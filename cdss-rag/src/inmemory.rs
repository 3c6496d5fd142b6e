//! In-memory vector store using cosine similarity.
//!
//! [`InMemoryVectorStore`] keeps collections in a `HashMap` behind a
//! `tokio::sync::RwLock`. Search is an exact scan, which is plenty for a
//! single guideline of a few thousand chunks. Persistence is layered on top
//! by the [`index`](crate::index) module.

use std::collections::HashMap;

use async_trait::async_trait;
use tokio::sync::RwLock;

use crate::document::{Chunk, SearchResult};
use crate::error::{RagError, Result};
use crate::vectorstore::VectorStore;

const BACKEND: &str = "InMemory";

#[derive(Debug, Default)]
struct Collection {
    dimensions: usize,
    chunks: HashMap<String, Chunk>,
}

/// An in-memory vector store using cosine similarity for search.
#[derive(Debug, Default)]
pub struct InMemoryVectorStore {
    collections: RwLock<HashMap<String, Collection>>,
}

impl InMemoryVectorStore {
    /// Create a new empty in-memory vector store.
    pub fn new() -> Self {
        Self::default()
    }
}

/// Compute cosine similarity between two vectors.
///
/// Returns 0.0 if either vector has zero magnitude or the lengths differ.
pub fn cosine_similarity(a: &[f32], b: &[f32]) -> f32 {
    if a.len() != b.len() {
        return 0.0;
    }
    let dot: f32 = a.iter().zip(b.iter()).map(|(x, y)| x * y).sum();
    let norm_a: f32 = a.iter().map(|x| x * x).sum::<f32>().sqrt();
    let norm_b: f32 = b.iter().map(|x| x * x).sum::<f32>().sqrt();
    if norm_a == 0.0 || norm_b == 0.0 {
        return 0.0;
    }
    dot / (norm_a * norm_b)
}

fn missing(collection: &str) -> RagError {
    RagError::VectorStoreError {
        backend: BACKEND.to_string(),
        message: format!("collection '{collection}' does not exist"),
    }
}

#[async_trait]
impl VectorStore for InMemoryVectorStore {
    async fn create_collection(&self, name: &str, dimensions: usize) -> Result<()> {
        let mut collections = self.collections.write().await;
        collections
            .entry(name.to_string())
            .or_insert_with(|| Collection { dimensions, chunks: HashMap::new() });
        Ok(())
    }

    async fn delete_collection(&self, name: &str) -> Result<()> {
        let mut collections = self.collections.write().await;
        collections.remove(name);
        Ok(())
    }

    async fn upsert(&self, collection: &str, chunks: &[Chunk]) -> Result<()> {
        let mut collections = self.collections.write().await;
        let store = collections.get_mut(collection).ok_or_else(|| missing(collection))?;
        if let Some(bad) = chunks.iter().find(|c| c.embedding.len() != store.dimensions) {
            return Err(RagError::VectorStoreError {
                backend: BACKEND.to_string(),
                message: format!(
                    "chunk '{}' has {} dimensions, collection '{collection}' expects {}",
                    bad.id,
                    bad.embedding.len(),
                    store.dimensions
                ),
            });
        }
        for chunk in chunks {
            store.chunks.insert(chunk.id.clone(), chunk.clone());
        }
        Ok(())
    }

    async fn search(
        &self,
        collection: &str,
        embedding: &[f32],
        top_k: usize,
    ) -> Result<Vec<SearchResult>> {
        let collections = self.collections.read().await;
        let store = collections.get(collection).ok_or_else(|| missing(collection))?;

        let mut scored: Vec<SearchResult> = store
            .chunks
            .values()
            .map(|chunk| {
                let score = cosine_similarity(&chunk.embedding, embedding);
                SearchResult { chunk: chunk.clone(), score }
            })
            .collect();

        // Ties break on chunk ID so results are deterministic.
        scored.sort_by(|a, b| {
            b.score
                .partial_cmp(&a.score)
                .unwrap_or(std::cmp::Ordering::Equal)
                .then_with(|| a.chunk.id.cmp(&b.chunk.id))
        });
        scored.truncate(top_k);
        Ok(scored)
    }

    async fn snapshot(&self, collection: &str) -> Result<Vec<Chunk>> {
        let collections = self.collections.read().await;
        let store = collections.get(collection).ok_or_else(|| missing(collection))?;
        let mut chunks: Vec<Chunk> = store.chunks.values().cloned().collect();
        chunks.sort_by(|a, b| a.id.cmp(&b.id));
        Ok(chunks)
    }

    async fn count(&self, collection: &str) -> Result<usize> {
        let collections = self.collections.read().await;
        collections.get(collection).map(|c| c.chunks.len()).ok_or_else(|| missing(collection))
    }
}
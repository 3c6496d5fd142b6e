//! FHIR prefetch resources and their rendering into a guideline question.

use chrono::NaiveDate;
use serde::{Deserialize, Serialize};

/// The subset of a FHIR `Patient` the query uses.
#[derive(Debug, Clone, Default, PartialEq, Serialize, Deserialize)]
#[serde(rename_all = "camelCase")]
pub struct Patient {
    #[serde(default)]
    pub birth_date: Option<String>,
    #[serde(default)]
    pub gender: Option<String>,
}

#[derive(Debug, Clone, Default, PartialEq, Serialize, Deserialize)]
pub struct CodeableConcept {
    #[serde(default)]
    pub text: Option<String>,
}

#[derive(Debug, Clone, Default, PartialEq, Serialize, Deserialize)]
pub struct Condition {
    #[serde(default)]
    pub code: Option<CodeableConcept>,
}

#[derive(Debug, Clone, Default, PartialEq, Serialize, Deserialize)]
#[serde(rename_all = "camelCase")]
pub struct MedicationRequest {
    #[serde(default)]
    pub medication_codeable_concept: Option<CodeableConcept>,
}

/// A FHIR search-set bundle.
#[derive(Debug, Clone, PartialEq, Serialize, Deserialize)]
#[serde(bound(deserialize = "R: Deserialize<'de> + Default"))]
pub struct Bundle<R> {
    #[serde(default)]
    pub entry: Vec<BundleEntry<R>>,
}

impl<R> Default for Bundle<R> {
    fn default() -> Self {
        Self { entry: Vec::new() }
    }
}

#[derive(Debug, Clone, PartialEq, Serialize, Deserialize)]
#[serde(bound(deserialize = "R: Deserialize<'de> + Default"))]
pub struct BundleEntry<R> {
    #[serde(default)]
    pub resource: R,
}

/// Prefetched resources keyed as in the service's discovery manifest.
#[derive(Debug, Clone, Default, PartialEq, Serialize, Deserialize)]
pub struct Prefetch {
    #[serde(default)]
    pub patient: Option<Patient>,
    #[serde(default)]
    pub conditions: Option<Bundle<Condition>>,
    #[serde(default)]
    pub medications: Option<Bundle<MedicationRequest>>,
}

/// Whole years between a FHIR `birthDate` (`YYYY-MM-DD`) and `today`.
///
/// Partial dates, malformed dates and future dates have no age.
pub fn age_on(birth_date: &str, today: NaiveDate) -> Option<u32> {
    let birth = NaiveDate::parse_from_str(birth_date.trim(), "%Y-%m-%d").ok()?;
    today.years_since(birth)
}

/// Render prefetched patient context as a question for the guideline graph.
pub fn format_query_from_fhir(prefetch: &Prefetch, today: NaiveDate) -> String {
    let patient = prefetch.patient.clone().unwrap_or_default();
    let gender = patient.gender.as_deref().map(str::trim).filter(|g| !g.is_empty());
    let age = patient.birth_date.as_deref().and_then(|b| age_on(b, today));
    let patient_summary = match (age, gender) {
        (Some(age), Some(gender)) => format!("A {age}-year-old {gender} patient"),
        (Some(age), None) => format!("A {age}-year-old patient of unknown gender"),
        (None, Some(gender)) => format!("A {gender} patient of an unknown age"),
        (None, None) => "A patient of an unknown age and unknown gender".to_string(),
    };

    let conditions: Vec<&str> = prefetch
        .conditions
        .iter()
        .flat_map(|bundle| &bundle.entry)
        .map(|entry| {
            entry
                .resource
                .code
                .as_ref()
                .and_then(|code| code.text.as_deref())
                .unwrap_or("unspecified condition")
        })
        .collect();
    let medications: Vec<&str> = prefetch
        .medications
        .iter()
        .flat_map(|bundle| &bundle.entry)
        .map(|entry| {
            entry
                .resource
                .medication_codeable_concept
                .as_ref()
                .and_then(|concept| concept.text.as_deref())
                .unwrap_or("unspecified medication")
        })
        .collect();

    let conditions_summary = if conditions.is_empty() {
        "none listed".to_string()
    } else {
        conditions.join(", ")
    };
    let medications_summary = if medications.is_empty() {
        "no active medications".to_string()
    } else {
        medications.join(", ")
    };

    format!(
        "Based on the 2022 AHA/ACC/HFSA guidelines, what are the key recommendations for managing \
         heart failure in the following clinical scenario? \n\n\
         **Patient Profile:** {patient_summary} with diagnoses including: {conditions_summary} \
         and is currently prescribed: {medications_summary}. \n\n\
         Please provide a concise, evidence-based summary."
    )
}

#[cfg(test)]
mod tests {
    use serde_json::json;

    use super::*;

    fn today() -> NaiveDate {
        NaiveDate::from_ymd_opt(2024, 6, 15).unwrap()
    }

    #[test]
    fn age_counts_completed_years() {
        assert_eq!(age_on("1957-06-15", today()), Some(67));
        assert_eq!(age_on("1957-06-16", today()), Some(66));
        assert_eq!(age_on("1957", today()), None);
        assert_eq!(age_on("2030-01-01", today()), None);
    }

    #[test]
    fn formats_a_full_prefetch() {
        let prefetch: Prefetch = serde_json::from_value(json!({
            "patient": {"resourceType": "Patient", "birthDate": "1957-03-02", "gender": "male"},
            "conditions": {"resourceType": "Bundle", "entry": [
                {"resource": {"resourceType": "Condition", "code": {"text": "Heart failure with reduced ejection fraction"}}},
                {"resource": {"resourceType": "Condition", "code": {"coding": []}}}
            ]},
            "medications": {"resourceType": "Bundle", "entry": [
                {"resource": {"medicationCodeableConcept": {"text": "Sacubitril/valsartan 49/51 mg"}}},
                {"resource": {"medicationCodeableConcept": {"text": "Carvedilol 25 mg"}}}
            ]}
        }))
        .unwrap();

        let query = format_query_from_fhir(&prefetch, today());
        assert!(query.starts_with("Based on the 2022 AHA/ACC/HFSA guidelines"));
        assert!(query.contains(
            "**Patient Profile:** A 67-year-old male patient with diagnoses including: \
             Heart failure with reduced ejection fraction, unspecified condition and is currently \
             prescribed: Sacubitril/valsartan 49/51 mg, Carvedilol 25 mg. \n\n"
        ));
        assert!(query.ends_with("Please provide a concise, evidence-based summary."));
    }

    #[test]
    fn missing_resources_use_placeholders() {
        let query = format_query_from_fhir(&Prefetch::default(), today());
        assert!(query.contains(
            "A patient of an unknown age and unknown gender with diagnoses including: none \
             listed and is currently prescribed: no active medications."
        ));

        let prefetch = Prefetch {
            patient: Some(Patient { birth_date: Some("1950".into()), gender: Some("female".into()) }),
            ..Prefetch::default()
        };
        assert!(format_query_from_fhir(&prefetch, today()).contains("A female patient of an unknown age"));
    }
}
//! Command-line and environment configuration for the `cdss` binary.

use std::path::PathBuf;
use std::time::Duration;

use anyhow::Context;
use cdss_graph::DEFAULT_MAX_THREADS;
use cdss_model::groq::{DEFAULT_MODEL, DEFAULT_TEMPERATURE, GROQ_API_BASE, GroqConfig};
use cdss_rag::openai::{
    DEFAULT_EMBEDDING_BASE_URL, DEFAULT_EMBEDDING_DIMENSIONS, DEFAULT_EMBEDDING_MODEL,
};
use cdss_rag::{EmbeddingConfig, RagConfig, SplitterKind};
use clap::{Args, Parser, Subcommand};

use crate::server::ServerConfig;

/// Thread used by `/bot` and `cdss ask` when the caller names none.
pub const DEFAULT_THREAD_ID: &str = "streamlit-thread-1";

/// Heart failure guideline clinical decision support.
#[derive(Parser, Debug)]
#[command(name = "cdss", version, about)]
pub struct Cli {
    #[command(flatten)]
    pub settings: Settings,

    #[command(subcommand)]
    pub command: Command,
}

#[derive(Subcommand, Debug)]
pub enum Command {
    /// Serve `/bot`, the CDS Hooks endpoints and thread inspection over HTTP
    Serve {
        /// Load and index the guideline before the first request
        #[arg(long)]
        warm: bool,
    },
    /// Answer one question and exit
    Ask {
        question: String,
        #[arg(long, default_value = DEFAULT_THREAD_ID)]
        thread: String,
    },
    /// Build or validate the persisted index
    Index,
    /// Chat with a running server from the terminal
    Chat {
        /// Server root URL, or its `/bot` endpoint
        #[arg(long, env = "BACKEND_API_URL", default_value = "http://127.0.0.1:8000")]
        backend: String,
        #[arg(long, default_value = DEFAULT_THREAD_ID)]
        thread: String,
    },
}

/// Settings shared by every subcommand. Each flag falls back to an
/// environment variable, and `.env` is loaded before parsing.
#[derive(Args, Debug, Clone)]
pub struct Settings {
    #[arg(long, env = "CDSS_HOST", default_value = "127.0.0.1", global = true)]
    pub host: String,

    #[arg(long, env = "CDSS_PORT", default_value_t = 8000, global = true)]
    pub port: u16,

    /// Guideline PDF or text file
    #[arg(long, env = "CDSS_GUIDELINE_PATH", default_value = "data/HF_Guideline.pdf", global = true)]
    pub guideline_path: PathBuf,

    /// Directory holding the persisted index
    #[arg(long, env = "CDSS_INDEX_DIR", default_value = "index_db", global = true)]
    pub index_dir: PathBuf,

    #[arg(long, env = "CDSS_COLLECTION", default_value = "guideline", global = true)]
    pub collection: String,

    #[arg(long, env = "CDSS_CHUNK_SIZE", default_value_t = 1000, global = true)]
    pub chunk_size: usize,

    #[arg(long, env = "CDSS_CHUNK_OVERLAP", default_value_t = 200, global = true)]
    pub chunk_overlap: usize,

    #[arg(long, env = "CDSS_TOP_K", default_value_t = 7, global = true)]
    pub top_k: usize,

    /// `fixed` or `recursive`
    #[arg(long, env = "CDSS_SPLITTER", default_value = "fixed", global = true)]
    pub splitter: SplitterKind,

    #[arg(long, env = "GROQ_API_KEY", hide_env_values = true, global = true)]
    pub groq_api_key: Option<String>,

    #[arg(long, env = "GROQ_MODEL", default_value = DEFAULT_MODEL, global = true)]
    pub groq_model: String,

    #[arg(long, env = "GROQ_BASE_URL", default_value = GROQ_API_BASE, global = true)]
    pub groq_base_url: String,

    #[arg(long, env = "CDSS_TEMPERATURE", default_value_t = DEFAULT_TEMPERATURE, global = true)]
    pub temperature: f32,

    /// Timeout for each model and embedding request, in seconds
    #[arg(long, env = "CDSS_REQUEST_TIMEOUT", default_value_t = 60, global = true)]
    pub request_timeout: u64,

    /// Conversation threads kept in memory before the least recently used is dropped
    #[arg(long, env = "CDSS_MAX_THREADS", default_value_t = DEFAULT_MAX_THREADS, global = true)]
    pub max_threads: usize,

    #[arg(long, env = "EMBEDDING_BASE_URL", default_value = DEFAULT_EMBEDDING_BASE_URL, global = true)]
    pub embedding_base_url: String,

    #[arg(long, env = "EMBEDDING_MODEL", default_value = DEFAULT_EMBEDDING_MODEL, global = true)]
    pub embedding_model: String,

    #[arg(long, env = "EMBEDDING_DIMENSIONS", default_value_t = DEFAULT_EMBEDDING_DIMENSIONS, global = true)]
    pub embedding_dimensions: usize,

    #[arg(long, env = "EMBEDDING_API_KEY", hide_env_values = true, global = true)]
    pub embedding_api_key: Option<String>,

    /// Chat front end linked from CDS cards
    #[arg(long, env = "CDSS_FRONTEND_URL", global = true)]
    pub frontend_url: Option<String>,
}

impl Settings {
    pub fn rag_config(&self) -> anyhow::Result<RagConfig> {
        RagConfig::builder()
            .chunk_size(self.chunk_size)
            .chunk_overlap(self.chunk_overlap)
            .splitter(self.splitter)
            .top_k(self.top_k)
            .collection(self.collection.clone())
            .persist_dir(self.index_dir.clone())
            .build()
            .context("invalid retrieval settings")
    }

    pub fn groq_config(&self) -> anyhow::Result<GroqConfig> {
        let api_key = self
            .groq_api_key
            .clone()
            .filter(|key| !key.trim().is_empty())
            .context("GROQ_API_KEY is not set")?;
        Ok(GroqConfig::new(api_key, self.groq_model.clone())
            .with_base_url(self.groq_base_url.clone())
            .with_temperature(self.temperature)
            .with_timeout(self.timeout()))
    }

    pub fn embedding_config(&self) -> EmbeddingConfig {
        let config = EmbeddingConfig { timeout: self.timeout(), ..EmbeddingConfig::default() }
            .with_base_url(self.embedding_base_url.clone())
            .with_model(self.embedding_model.clone(), self.embedding_dimensions);
        match &self.embedding_api_key {
            Some(key) if !key.trim().is_empty() => config.with_api_key(key.clone()),
            _ => config,
        }
    }

    pub fn server_config(&self) -> ServerConfig {
        ServerConfig { host: self.host.clone(), port: self.port }
    }

    fn timeout(&self) -> Duration {
        Duration::from_secs(self.request_timeout.max(1))
    }
}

■ ■ ■ ■ ■ ■ ■

Directions for this task — Now copy each line of the entries that mentions "InMemoryVectorStore".

Task output —
//! [`InMemoryVectorStore`] keeps collections in a `HashMap` behind a
pub struct InMemoryVectorStore {
impl InMemoryVectorStore {
impl VectorStore for InMemoryVectorStore {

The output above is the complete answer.